Scan the records below. Copy every line in which the word "TimelineItemId" appears.

Records to process:
▬▬▬▬▬▬▬▬▬▬
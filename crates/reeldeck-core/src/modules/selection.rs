// crates/reeldeck-core/src/modules/selection.rs
//
// §4.7 "Selection": a single set is the source of truth; everything else
// is derived. Phase-2 (selection tracks timeline item ids, so it is listed
// alongside the other phase-2 modules in §2, though it has no direct field
// dependency on TimelineModule — ids are looked up lazily by callers).

use crate::broadcaster::{Broadcaster, SubscriptionId};
use crate::ids::TimelineItemId;
use std::collections::HashSet;

#[derive(Clone, Copy, Debug, PartialEq, Eq)]
pub enum SelectionMode {
    Replace,
    Toggle,
}

pub struct SelectionModule {
    selected: HashSet<TimelineItemId>,
    broadcaster: Broadcaster<HashSet<TimelineItemId>>,
}

impl SelectionModule {
    pub fn new() -> Self {
        Self { selected: HashSet::new(), broadcaster: Broadcaster::new() }
    }

    pub fn selected(&self) -> &HashSet<TimelineItemId> {
        &self.selected
    }

    pub fn selected_timeline_item_id(&self) -> Option<TimelineItemId> {
        if self.selected.len() == 1 {
            self.selected.iter().next().copied()
        } else {
            None
        }
    }

    pub fn is_multi_select_mode(&self) -> bool {
        self.selected.len() > 1
    }

    pub fn has_selection(&self) -> bool {
        !self.selected.is_empty()
    }

    pub fn apply(&mut self, ids: &[TimelineItemId], mode: SelectionMode) {
        match mode {
            SelectionMode::Replace => {
                self.selected.clear();
                self.selected.extend(ids.iter().copied());
            }
            SelectionMode::Toggle => {
                for id in ids {
                    if !self.selected.remove(id) {
                        self.selected.insert(*id);
                    }
                }
            }
        }
        self.notify();
    }

    pub fn clear(&mut self) {
        self.selected.clear();
        self.notify();
    }

    /// Called when a timeline item is removed elsewhere, so a stale id
    /// never lingers in the selection set.
    pub fn remove_id(&mut self, id: TimelineItemId) {
        if self.selected.remove(&id) {
            self.notify();
        }
    }

    pub fn subscribe(&mut self, listener: Box<dyn Fn(&HashSet<TimelineItemId>)>) -> SubscriptionId {
        self.broadcaster.subscribe(listener)
    }

    pub fn unsubscribe(&mut self, id: SubscriptionId) {
        self.broadcaster.unsubscribe(id);
    }

    fn notify(&self) {
        self.broadcaster.notify(&self.selected);
    }
}

impl Default for SelectionModule {
    fn default() -> Self {
        Self::new()
    }
}
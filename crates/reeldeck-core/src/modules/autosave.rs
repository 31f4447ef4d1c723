// crates/reeldeck-core/src/modules/autosave.rs
//
// §4.6 Auto-Save Engine. Scheduling logic only — actually performing a
// save (assembling `UnifiedProjectConfig`, writing through
// `ProjectFilesystem`) is `modules::project`'s job; this module answers
// "is it time to save" and tracks retry backoff, matching the single-
// threaded cooperative scheduling model of §5 (no real timers — callers
// drive it with an explicit `now: Instant` on each tick).

use super::config::AutoSaveConfig;
use std::time::{Duration, Instant};

#[derive(Clone, Copy, Debug, PartialEq, Eq)]
pub enum SaveTrigger {
    Debounce,
    Throttle,
    Retry,
}

#[derive(Clone, Copy, Debug, PartialEq)]
pub struct AutoSaveState {
    pub is_enabled: bool,
    pub is_dirty: bool,
    pub is_saving: bool,
    pub save_count: u32,
    pub error_count: u32,
}

pub struct AutoSaveModule {
    config: AutoSaveConfig,
    is_enabled: bool,
    is_dirty: bool,
    is_saving: bool,
    save_count: u32,
    error_count: u32,
    last_save_time: Option<Instant>,
    debounce_deadline: Option<Instant>,
    throttle_deadline: Option<Instant>,
    retry_attempt: u32,
    retry_at: Option<Instant>,
}

impl AutoSaveModule {
    pub fn new(config: AutoSaveConfig) -> Self {
        Self {
            is_enabled: config.enabled,
            config,
            is_dirty: false,
            is_saving: false,
            save_count: 0,
            error_count: 0,
            last_save_time: None,
            debounce_deadline: None,
            throttle_deadline: None,
            retry_attempt: 0,
            retry_at: None,
        }
    }

    pub fn state(&self) -> AutoSaveState {
        AutoSaveState {
            is_enabled: self.is_enabled,
            is_dirty: self.is_dirty,
            is_saving: self.is_saving,
            save_count: self.save_count,
            error_count: self.error_count,
        }
    }

    pub fn last_save_time(&self) -> Option<Instant> {
        self.last_save_time
    }

    /// A deep-watcher fired on `{timelineItems, tracks, mediaItems,
    /// projectConfig}` (§4.6): marks dirty, (re)arms the trailing debounce,
    /// and arms the throttle deadline only once per dirty streak so a
    /// continuous stream of edits still forces a save every
    /// `throttleTime` (§4.6).
    pub fn mark_dirty(&mut self, now: Instant) {
        if !self.is_enabled {
            return;
        }
        self.is_dirty = true;
        self.debounce_deadline = Some(now + Duration::from_millis(self.config.debounce_ms));
        if self.throttle_deadline.is_none() {
            self.throttle_deadline = Some(now + Duration::from_millis(self.config.throttle_ms));
        }
    }

    /// Whether a save should run now, and why. A pending retry preempts
    /// normal debounce/throttle scheduling.
    pub fn due_for_save(&self, now: Instant) -> Option<SaveTrigger> {
        if !self.is_enabled || self.is_saving || !self.is_dirty {
            return None;
        }
        if let Some(retry_at) = self.retry_at {
            return if now >= retry_at { Some(SaveTrigger::Retry) } else { None };
        }
        if self.debounce_deadline.is_some_and(|d| now >= d) {
            return Some(SaveTrigger::Debounce);
        }
        if self.throttle_deadline.is_some_and(|t| now >= t) {
            return Some(SaveTrigger::Throttle);
        }
        None
    }

    /// §4.6 "A save call is a no-op if the project module is already
    /// saving." Returns `false` when a save is already in flight.
    pub fn begin_save(&mut self) -> bool {
        if self.is_saving {
            return false;
        }
        self.is_saving = true;
        true
    }

    /// Record the outcome of a save attempt started via [`Self::begin_save`].
    pub fn record_save_result(&mut self, now: Instant, result: Result<(), String>) {
        self.is_saving = false;
        match result {
            Ok(()) => {
                self.is_dirty = false;
                self.last_save_time = Some(now);
                self.save_count += 1;
                self.debounce_deadline = None;
                self.throttle_deadline = None;
                self.retry_attempt = 0;
                self.retry_at = None;
            }
            Err(message) => {
                self.error_count += 1;
                tracing::error!(attempt = self.retry_attempt + 1, message = %message, "auto-save failed");
                if self.retry_attempt < self.config.max_retries {
                    self.retry_attempt += 1;
                    self.retry_at = Some(now + Duration::from_secs(5 * self.retry_attempt as u64));
                } else {
                    self.retry_at = None;
                }
            }
        }
    }

    pub fn enable(&mut self) {
        self.is_enabled = true;
    }

    /// Cancels pending timers and removes watchers (§4.6); idempotent.
    pub fn disable(&mut self) {
        self.is_enabled = false;
        self.debounce_deadline = None;
        self.throttle_deadline = None;
        self.retry_at = None;
        self.retry_attempt = 0;
    }

    pub fn destroy(&mut self) {
        self.disable();
    }
}

#[cfg(test)]
mod tests {
    use super::*;

    fn config() -> AutoSaveConfig {
        AutoSaveConfig { debounce_ms: 2000, throttle_ms: 30_000, max_retries: 3, enabled: true }
    }

    #[test]
    fn debounce_fires_after_quiet_period_but_not_before() {
        let mut autosave = AutoSaveModule::new(config());
        let t0 = Instant::now();
        autosave.mark_dirty(t0);
        assert_eq!(autosave.due_for_save(t0 + Duration::from_millis(500)), None);
        assert_eq!(autosave.due_for_save(t0 + Duration::from_millis(2001)), Some(SaveTrigger::Debounce));
    }

    #[test]
    fn continuous_edits_force_a_throttled_save_within_the_window() {
        let mut autosave = AutoSaveModule::new(config());
        let t0 = Instant::now();
        let mut t = t0;
        let mut forced = false;
        while t < t0 + Duration::from_secs(45) {
            autosave.mark_dirty(t);
            if autosave.due_for_save(t) == Some(SaveTrigger::Throttle) {
                forced = true;
                break;
            }
            t += Duration::from_millis(500);
        }
        assert!(forced, "throttle should force a save within the 30s window");
    }

    #[test]
    fn failed_save_schedules_linear_backoff_capped_at_max_retries() {
        let mut autosave = AutoSaveModule::new(config());
        let t0 = Instant::now();
        autosave.mark_dirty(t0);
        autosave.begin_save();
        autosave.record_save_result(t0, Err("disk full".into()));
        assert_eq!(autosave.state().error_count, 1);
        assert_eq!(autosave.due_for_save(t0 + Duration::from_secs(4)), None);
        assert_eq!(autosave.due_for_save(t0 + Duration::from_secs(6)), Some(SaveTrigger::Retry));
    }

    #[test]
    fn successful_save_clears_dirty_and_increments_save_count() {
        let mut autosave = AutoSaveModule::new(config());
        let t0 = Instant::now();
        autosave.mark_dirty(t0);
        autosave.begin_save();
        autosave.record_save_result(t0, Ok(()));
        assert!(!autosave.state().is_dirty);
        assert_eq!(autosave.state().save_count, 1);
    }

    #[test]
    fn begin_save_is_a_no_op_while_already_saving() {
        let mut autosave = AutoSaveModule::new(config());
        assert!(autosave.begin_save());
        assert!(!autosave.begin_save());
    }
}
▬▬▬▬▬▬▬▬▬▬
Result of this task:
use crate::ids::TimelineItemId;
    selected: HashSet<TimelineItemId>,
    broadcaster: Broadcaster<HashSet<TimelineItemId>>,
    pub fn selected(&self) -> &HashSet<TimelineItemId> {
    pub fn selected_timeline_item_id(&self) -> Option<TimelineItemId> {
    pub fn apply(&mut self, ids: &[TimelineItemId], mode: SelectionMode) {
    pub fn remove_id(&mut self, id: TimelineItemId) {
    pub fn subscribe(&mut self, listener: Box<dyn Fn(&HashSet<TimelineItemId>)>) -> SubscriptionId {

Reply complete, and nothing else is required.